PROVIDED DATA:
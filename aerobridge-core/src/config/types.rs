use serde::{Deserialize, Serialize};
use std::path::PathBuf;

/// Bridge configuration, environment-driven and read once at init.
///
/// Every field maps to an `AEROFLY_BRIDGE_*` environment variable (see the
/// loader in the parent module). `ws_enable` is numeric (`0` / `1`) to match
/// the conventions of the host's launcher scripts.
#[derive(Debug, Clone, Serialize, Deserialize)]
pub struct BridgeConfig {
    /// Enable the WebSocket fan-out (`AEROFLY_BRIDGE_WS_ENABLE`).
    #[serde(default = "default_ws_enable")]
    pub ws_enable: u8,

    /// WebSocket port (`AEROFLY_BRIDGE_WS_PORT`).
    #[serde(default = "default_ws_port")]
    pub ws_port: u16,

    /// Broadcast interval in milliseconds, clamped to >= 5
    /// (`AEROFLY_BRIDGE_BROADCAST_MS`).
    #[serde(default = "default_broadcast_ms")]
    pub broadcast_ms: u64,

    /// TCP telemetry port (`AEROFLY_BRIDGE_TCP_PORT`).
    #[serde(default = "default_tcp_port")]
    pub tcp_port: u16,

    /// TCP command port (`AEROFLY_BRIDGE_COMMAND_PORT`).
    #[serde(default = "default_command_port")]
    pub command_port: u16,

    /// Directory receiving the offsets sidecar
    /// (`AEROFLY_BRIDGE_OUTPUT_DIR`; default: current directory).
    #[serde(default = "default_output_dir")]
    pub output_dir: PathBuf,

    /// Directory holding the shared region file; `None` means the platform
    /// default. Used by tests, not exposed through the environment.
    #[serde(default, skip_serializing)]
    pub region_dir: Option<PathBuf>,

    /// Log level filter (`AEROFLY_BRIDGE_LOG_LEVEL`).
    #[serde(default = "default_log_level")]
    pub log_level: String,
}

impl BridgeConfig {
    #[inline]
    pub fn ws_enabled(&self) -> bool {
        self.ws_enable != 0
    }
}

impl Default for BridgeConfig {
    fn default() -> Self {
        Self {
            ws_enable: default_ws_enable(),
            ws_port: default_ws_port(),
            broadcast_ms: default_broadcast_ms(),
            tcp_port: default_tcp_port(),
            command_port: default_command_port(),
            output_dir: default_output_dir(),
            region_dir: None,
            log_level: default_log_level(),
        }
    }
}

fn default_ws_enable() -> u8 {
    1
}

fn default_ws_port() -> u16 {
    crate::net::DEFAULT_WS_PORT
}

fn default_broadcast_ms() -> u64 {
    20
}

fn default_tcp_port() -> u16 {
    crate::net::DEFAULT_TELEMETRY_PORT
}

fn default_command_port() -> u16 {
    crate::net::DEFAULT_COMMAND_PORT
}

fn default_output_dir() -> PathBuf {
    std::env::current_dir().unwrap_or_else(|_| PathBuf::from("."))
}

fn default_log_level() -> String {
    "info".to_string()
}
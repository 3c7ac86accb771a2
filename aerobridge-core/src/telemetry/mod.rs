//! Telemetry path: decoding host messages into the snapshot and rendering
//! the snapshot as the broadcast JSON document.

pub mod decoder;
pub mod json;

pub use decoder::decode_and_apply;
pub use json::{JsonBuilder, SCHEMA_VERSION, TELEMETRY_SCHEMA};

...

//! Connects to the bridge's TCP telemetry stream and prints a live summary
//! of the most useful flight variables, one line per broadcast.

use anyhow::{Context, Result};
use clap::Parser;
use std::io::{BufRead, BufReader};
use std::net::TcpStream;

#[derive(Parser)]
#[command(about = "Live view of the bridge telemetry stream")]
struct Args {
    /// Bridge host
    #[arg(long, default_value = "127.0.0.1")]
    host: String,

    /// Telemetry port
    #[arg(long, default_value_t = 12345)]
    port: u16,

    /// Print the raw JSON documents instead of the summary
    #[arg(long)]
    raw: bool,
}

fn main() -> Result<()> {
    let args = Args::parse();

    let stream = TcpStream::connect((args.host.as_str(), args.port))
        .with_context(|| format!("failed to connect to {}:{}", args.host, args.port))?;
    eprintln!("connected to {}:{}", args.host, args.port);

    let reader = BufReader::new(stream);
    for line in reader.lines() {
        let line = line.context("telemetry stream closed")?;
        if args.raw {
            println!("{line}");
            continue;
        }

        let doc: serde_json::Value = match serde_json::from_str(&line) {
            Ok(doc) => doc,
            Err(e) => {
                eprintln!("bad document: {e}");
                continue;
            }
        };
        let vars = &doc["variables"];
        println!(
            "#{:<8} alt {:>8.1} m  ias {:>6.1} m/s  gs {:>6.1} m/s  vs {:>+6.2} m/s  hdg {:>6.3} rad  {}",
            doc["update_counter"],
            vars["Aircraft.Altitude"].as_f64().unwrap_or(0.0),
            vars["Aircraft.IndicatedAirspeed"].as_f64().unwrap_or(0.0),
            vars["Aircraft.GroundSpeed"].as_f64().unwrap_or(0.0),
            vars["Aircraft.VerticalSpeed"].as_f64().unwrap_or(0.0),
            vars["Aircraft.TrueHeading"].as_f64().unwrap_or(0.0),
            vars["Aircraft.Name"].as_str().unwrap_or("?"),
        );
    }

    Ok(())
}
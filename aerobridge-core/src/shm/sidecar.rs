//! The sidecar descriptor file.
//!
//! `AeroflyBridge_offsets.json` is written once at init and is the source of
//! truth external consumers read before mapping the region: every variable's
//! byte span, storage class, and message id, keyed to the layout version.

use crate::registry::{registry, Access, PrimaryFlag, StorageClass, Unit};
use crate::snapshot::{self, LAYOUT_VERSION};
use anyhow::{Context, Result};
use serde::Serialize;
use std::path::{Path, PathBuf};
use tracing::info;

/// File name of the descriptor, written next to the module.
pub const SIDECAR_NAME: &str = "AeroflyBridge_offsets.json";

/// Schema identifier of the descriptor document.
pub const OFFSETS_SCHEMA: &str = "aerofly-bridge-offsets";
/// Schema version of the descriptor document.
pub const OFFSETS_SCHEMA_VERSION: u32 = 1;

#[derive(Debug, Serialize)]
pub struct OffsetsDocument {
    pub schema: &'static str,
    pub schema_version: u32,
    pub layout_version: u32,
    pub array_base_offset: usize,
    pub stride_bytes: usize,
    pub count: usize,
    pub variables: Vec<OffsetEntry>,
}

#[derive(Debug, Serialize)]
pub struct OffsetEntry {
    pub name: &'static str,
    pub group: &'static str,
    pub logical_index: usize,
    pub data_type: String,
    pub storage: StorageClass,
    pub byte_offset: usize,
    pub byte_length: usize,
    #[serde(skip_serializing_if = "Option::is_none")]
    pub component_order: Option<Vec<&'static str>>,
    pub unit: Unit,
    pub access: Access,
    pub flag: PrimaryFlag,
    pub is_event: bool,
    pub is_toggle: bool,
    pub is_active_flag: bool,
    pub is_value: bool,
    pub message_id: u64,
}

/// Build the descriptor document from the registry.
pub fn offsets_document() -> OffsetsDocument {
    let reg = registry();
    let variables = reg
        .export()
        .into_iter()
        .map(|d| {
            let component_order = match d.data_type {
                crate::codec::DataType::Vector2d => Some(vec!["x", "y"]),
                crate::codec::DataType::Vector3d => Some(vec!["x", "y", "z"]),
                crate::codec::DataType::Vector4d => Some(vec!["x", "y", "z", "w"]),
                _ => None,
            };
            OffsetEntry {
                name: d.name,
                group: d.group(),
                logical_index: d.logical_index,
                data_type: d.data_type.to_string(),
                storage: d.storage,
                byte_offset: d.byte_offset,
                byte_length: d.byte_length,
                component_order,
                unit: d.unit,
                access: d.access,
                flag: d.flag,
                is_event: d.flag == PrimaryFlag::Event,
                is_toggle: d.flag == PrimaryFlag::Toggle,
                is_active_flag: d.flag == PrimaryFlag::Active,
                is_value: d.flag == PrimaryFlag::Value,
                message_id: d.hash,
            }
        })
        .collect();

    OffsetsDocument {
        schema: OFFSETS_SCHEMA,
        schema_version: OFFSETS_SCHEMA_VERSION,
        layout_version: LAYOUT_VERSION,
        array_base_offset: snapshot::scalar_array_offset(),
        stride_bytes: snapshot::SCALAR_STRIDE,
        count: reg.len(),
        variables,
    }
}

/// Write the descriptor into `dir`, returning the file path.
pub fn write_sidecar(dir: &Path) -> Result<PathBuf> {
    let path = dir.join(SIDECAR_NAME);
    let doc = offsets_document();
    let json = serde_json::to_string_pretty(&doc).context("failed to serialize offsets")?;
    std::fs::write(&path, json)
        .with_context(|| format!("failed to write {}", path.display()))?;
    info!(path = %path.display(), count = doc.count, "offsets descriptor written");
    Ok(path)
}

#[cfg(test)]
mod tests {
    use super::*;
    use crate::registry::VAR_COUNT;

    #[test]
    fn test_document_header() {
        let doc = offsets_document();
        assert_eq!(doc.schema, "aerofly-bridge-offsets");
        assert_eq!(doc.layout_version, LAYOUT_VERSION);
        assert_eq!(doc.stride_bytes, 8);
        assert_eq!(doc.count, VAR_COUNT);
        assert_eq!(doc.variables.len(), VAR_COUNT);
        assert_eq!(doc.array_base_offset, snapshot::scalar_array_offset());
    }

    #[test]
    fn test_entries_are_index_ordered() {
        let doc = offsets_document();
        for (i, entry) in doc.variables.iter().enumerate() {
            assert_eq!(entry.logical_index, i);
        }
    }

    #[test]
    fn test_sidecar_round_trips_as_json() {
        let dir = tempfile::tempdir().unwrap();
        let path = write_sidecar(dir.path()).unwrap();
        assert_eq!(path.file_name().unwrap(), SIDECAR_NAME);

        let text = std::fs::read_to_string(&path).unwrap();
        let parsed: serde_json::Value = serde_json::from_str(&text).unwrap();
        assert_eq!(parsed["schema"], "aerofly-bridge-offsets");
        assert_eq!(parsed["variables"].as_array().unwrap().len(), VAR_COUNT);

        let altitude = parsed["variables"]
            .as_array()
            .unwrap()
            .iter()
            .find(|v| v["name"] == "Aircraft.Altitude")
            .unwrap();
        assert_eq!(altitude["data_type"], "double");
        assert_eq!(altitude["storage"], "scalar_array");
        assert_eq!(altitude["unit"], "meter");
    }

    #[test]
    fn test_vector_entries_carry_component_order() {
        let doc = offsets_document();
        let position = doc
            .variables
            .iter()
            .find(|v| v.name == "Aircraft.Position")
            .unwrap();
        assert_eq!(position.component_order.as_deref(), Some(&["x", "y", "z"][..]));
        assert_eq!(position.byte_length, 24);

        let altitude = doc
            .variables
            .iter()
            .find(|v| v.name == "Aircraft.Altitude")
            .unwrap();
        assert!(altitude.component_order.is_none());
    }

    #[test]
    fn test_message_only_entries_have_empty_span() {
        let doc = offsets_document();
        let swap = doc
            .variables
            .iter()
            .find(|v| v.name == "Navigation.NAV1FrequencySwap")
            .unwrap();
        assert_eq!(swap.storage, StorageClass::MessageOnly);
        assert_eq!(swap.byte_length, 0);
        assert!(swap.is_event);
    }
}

--

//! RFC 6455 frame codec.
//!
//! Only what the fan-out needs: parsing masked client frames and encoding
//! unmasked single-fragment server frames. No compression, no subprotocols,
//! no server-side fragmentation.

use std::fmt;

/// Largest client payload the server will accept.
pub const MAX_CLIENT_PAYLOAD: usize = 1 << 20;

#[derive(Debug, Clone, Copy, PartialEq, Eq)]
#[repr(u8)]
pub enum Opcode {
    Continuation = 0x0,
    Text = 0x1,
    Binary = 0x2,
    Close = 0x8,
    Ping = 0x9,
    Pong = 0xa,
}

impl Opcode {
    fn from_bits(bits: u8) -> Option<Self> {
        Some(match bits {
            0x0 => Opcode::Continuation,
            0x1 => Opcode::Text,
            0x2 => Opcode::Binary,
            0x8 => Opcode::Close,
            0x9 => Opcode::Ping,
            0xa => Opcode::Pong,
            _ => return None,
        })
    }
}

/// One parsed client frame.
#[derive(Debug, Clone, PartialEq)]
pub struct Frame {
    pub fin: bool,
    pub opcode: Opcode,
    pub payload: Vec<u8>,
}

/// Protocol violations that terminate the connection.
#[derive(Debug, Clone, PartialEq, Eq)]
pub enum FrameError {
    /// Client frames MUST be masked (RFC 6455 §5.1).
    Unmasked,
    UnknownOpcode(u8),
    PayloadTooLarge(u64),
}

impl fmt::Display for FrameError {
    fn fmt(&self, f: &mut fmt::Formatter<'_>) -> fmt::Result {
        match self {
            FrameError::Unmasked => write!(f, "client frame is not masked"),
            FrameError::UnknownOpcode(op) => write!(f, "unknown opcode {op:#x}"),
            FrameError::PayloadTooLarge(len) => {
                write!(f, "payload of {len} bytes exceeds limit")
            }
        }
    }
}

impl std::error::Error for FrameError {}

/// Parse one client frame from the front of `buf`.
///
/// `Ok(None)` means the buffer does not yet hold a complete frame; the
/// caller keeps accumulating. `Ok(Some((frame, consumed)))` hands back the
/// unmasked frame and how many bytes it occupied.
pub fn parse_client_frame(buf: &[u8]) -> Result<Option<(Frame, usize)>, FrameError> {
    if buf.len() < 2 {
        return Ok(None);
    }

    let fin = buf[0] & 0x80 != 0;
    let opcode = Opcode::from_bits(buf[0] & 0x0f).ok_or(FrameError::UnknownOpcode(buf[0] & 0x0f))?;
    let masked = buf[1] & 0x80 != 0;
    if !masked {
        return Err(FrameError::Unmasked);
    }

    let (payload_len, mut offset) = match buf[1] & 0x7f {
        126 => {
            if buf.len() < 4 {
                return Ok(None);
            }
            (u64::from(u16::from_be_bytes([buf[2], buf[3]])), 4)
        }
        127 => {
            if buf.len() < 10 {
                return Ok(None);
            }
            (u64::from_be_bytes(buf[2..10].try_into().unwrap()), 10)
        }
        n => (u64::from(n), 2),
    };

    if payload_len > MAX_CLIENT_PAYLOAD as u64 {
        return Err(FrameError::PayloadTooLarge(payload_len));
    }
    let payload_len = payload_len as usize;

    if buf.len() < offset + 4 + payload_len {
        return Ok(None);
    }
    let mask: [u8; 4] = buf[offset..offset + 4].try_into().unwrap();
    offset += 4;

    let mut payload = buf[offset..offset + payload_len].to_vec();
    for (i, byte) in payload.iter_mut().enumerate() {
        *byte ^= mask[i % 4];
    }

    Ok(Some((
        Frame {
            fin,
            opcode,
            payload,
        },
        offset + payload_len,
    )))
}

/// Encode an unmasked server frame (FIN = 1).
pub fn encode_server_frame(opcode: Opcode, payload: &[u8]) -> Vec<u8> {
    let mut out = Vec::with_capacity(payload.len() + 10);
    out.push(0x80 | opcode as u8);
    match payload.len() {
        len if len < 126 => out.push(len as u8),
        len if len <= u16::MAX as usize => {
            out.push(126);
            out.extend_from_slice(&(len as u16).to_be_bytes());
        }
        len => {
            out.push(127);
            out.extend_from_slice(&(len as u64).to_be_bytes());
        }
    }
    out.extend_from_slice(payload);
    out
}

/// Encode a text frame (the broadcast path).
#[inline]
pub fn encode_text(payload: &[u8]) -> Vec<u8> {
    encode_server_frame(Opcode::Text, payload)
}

EXERCISE OBJECTIVE:
Using the entries above, output exactly the lines between the line holding "filename aerobridge-core/src/config/types.rs" and the line holding "#[serde(default, skip_serializing)]", end lines included, and nothing more.

OUTPUT BELOW:
filename aerobridge-core/src/config/types.rs
use serde::{Deserialize, Serialize};
use std::path::PathBuf;

/// Bridge configuration, environment-driven and read once at init.
///
/// Every field maps to an `AEROFLY_BRIDGE_*` environment variable (see the
/// loader in the parent module). `ws_enable` is numeric (`0` / `1`) to match
/// the conventions of the host's launcher scripts.
#[derive(Debug, Clone, Serialize, Deserialize)]
pub struct BridgeConfig {
    /// Enable the WebSocket fan-out (`AEROFLY_BRIDGE_WS_ENABLE`).
    #[serde(default = "default_ws_enable")]
    pub ws_enable: u8,

    /// WebSocket port (`AEROFLY_BRIDGE_WS_PORT`).
    #[serde(default = "default_ws_port")]
    pub ws_port: u16,

    /// Broadcast interval in milliseconds, clamped to >= 5
    /// (`AEROFLY_BRIDGE_BROADCAST_MS`).
    #[serde(default = "default_broadcast_ms")]
    pub broadcast_ms: u64,

    /// TCP telemetry port (`AEROFLY_BRIDGE_TCP_PORT`).
    #[serde(default = "default_tcp_port")]
    pub tcp_port: u16,

    /// TCP command port (`AEROFLY_BRIDGE_COMMAND_PORT`).
    #[serde(default = "default_command_port")]
    pub command_port: u16,

    /// Directory receiving the offsets sidecar
    /// (`AEROFLY_BRIDGE_OUTPUT_DIR`; default: current directory).
    #[serde(default = "default_output_dir")]
    pub output_dir: PathBuf,

    /// Directory holding the shared region file; `None` means the platform
    /// default. Used by tests, not exposed through the environment.
    #[serde(default, skip_serializing)]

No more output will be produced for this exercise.